## [Material for this exercise]
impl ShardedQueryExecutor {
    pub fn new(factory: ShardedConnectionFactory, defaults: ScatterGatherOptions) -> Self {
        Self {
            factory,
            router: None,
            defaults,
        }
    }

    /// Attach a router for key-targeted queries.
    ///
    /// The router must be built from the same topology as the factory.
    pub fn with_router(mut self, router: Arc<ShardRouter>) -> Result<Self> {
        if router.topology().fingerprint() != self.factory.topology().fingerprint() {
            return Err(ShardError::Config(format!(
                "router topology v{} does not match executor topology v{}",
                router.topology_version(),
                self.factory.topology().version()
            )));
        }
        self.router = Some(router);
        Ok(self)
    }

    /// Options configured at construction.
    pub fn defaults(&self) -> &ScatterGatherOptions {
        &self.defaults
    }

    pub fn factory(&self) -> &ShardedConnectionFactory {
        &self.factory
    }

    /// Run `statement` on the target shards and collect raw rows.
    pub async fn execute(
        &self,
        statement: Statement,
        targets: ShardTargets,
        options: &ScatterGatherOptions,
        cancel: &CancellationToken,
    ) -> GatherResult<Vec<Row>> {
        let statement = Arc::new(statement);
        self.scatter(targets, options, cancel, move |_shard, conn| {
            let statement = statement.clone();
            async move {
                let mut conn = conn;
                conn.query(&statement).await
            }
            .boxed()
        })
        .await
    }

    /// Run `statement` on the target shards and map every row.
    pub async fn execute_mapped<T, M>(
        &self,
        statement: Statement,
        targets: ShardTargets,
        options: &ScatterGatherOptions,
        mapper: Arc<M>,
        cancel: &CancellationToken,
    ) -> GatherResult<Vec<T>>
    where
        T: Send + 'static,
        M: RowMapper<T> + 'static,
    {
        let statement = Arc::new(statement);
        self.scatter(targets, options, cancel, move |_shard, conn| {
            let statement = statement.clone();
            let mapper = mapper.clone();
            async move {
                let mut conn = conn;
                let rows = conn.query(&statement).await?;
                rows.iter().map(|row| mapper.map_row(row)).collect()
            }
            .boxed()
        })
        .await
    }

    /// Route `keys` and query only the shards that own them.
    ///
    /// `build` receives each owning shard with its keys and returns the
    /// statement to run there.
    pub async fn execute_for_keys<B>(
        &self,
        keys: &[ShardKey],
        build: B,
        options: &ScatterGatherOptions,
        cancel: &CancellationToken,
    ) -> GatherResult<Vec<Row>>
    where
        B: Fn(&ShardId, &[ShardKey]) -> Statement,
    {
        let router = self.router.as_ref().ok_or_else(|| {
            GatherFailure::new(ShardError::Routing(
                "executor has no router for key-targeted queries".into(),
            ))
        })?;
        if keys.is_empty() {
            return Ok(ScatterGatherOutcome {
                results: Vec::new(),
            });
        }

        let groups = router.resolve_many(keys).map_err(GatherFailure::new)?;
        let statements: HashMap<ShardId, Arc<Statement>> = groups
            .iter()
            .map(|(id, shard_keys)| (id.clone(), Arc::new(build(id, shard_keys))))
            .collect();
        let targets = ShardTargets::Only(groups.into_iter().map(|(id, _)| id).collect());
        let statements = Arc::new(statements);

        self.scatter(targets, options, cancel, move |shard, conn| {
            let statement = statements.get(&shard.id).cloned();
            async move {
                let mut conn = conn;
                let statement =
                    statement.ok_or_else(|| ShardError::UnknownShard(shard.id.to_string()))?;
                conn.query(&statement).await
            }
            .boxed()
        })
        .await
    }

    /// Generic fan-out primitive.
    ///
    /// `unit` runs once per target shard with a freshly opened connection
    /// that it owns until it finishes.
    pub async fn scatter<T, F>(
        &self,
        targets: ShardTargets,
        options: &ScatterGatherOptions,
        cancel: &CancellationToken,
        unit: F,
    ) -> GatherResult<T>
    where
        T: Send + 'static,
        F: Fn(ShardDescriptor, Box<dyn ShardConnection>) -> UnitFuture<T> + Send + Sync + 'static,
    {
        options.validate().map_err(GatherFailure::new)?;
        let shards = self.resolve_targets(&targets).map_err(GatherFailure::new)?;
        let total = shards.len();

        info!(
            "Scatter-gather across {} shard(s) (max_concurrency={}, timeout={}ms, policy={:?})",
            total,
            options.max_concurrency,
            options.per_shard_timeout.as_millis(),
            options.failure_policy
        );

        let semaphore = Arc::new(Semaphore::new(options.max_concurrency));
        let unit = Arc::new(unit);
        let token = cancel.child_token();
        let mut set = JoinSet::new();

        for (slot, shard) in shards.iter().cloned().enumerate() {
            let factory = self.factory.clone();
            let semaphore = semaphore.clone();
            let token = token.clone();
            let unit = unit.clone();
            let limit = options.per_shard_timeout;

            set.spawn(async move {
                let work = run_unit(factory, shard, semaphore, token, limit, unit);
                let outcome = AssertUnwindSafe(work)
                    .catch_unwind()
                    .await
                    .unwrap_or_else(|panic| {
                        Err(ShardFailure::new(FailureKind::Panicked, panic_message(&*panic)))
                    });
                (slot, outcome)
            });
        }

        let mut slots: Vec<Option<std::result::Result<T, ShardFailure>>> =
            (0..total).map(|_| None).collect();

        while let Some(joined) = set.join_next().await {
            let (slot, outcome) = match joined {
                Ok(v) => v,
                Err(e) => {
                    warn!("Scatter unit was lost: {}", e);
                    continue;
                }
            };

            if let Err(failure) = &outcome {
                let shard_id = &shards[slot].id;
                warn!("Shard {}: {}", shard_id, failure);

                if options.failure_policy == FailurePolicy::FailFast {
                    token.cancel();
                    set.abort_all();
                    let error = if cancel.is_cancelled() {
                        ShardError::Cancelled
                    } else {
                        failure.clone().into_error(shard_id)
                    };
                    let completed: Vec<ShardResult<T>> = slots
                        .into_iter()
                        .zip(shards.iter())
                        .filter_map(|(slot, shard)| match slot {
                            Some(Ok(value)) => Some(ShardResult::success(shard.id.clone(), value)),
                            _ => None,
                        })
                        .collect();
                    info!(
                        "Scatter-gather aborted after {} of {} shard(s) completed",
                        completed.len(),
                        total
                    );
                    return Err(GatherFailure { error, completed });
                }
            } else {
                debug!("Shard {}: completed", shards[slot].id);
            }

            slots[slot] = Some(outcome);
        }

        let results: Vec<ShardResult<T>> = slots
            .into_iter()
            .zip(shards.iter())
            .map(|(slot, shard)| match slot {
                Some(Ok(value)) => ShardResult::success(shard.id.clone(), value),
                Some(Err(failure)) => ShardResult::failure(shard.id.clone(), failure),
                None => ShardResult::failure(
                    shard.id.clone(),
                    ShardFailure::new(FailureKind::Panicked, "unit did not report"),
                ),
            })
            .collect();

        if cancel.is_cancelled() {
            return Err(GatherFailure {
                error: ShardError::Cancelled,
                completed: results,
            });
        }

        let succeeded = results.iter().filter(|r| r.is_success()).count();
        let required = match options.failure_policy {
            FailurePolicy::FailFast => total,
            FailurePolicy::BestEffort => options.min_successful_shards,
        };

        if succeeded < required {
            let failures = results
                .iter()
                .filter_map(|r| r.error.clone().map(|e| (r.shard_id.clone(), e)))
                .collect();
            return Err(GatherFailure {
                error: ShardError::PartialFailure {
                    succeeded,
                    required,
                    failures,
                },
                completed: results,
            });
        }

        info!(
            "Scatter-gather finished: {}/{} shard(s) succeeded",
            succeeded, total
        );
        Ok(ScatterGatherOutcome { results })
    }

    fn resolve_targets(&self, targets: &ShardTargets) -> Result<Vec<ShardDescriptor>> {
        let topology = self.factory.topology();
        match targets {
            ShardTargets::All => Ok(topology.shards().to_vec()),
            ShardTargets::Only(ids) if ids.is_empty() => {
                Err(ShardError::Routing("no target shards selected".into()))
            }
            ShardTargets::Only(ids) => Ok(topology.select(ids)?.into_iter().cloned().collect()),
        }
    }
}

## [Task objective]
Please give the number of lines in the listing above where "succeeded" appears, and nothing else.

## [Answer space]
5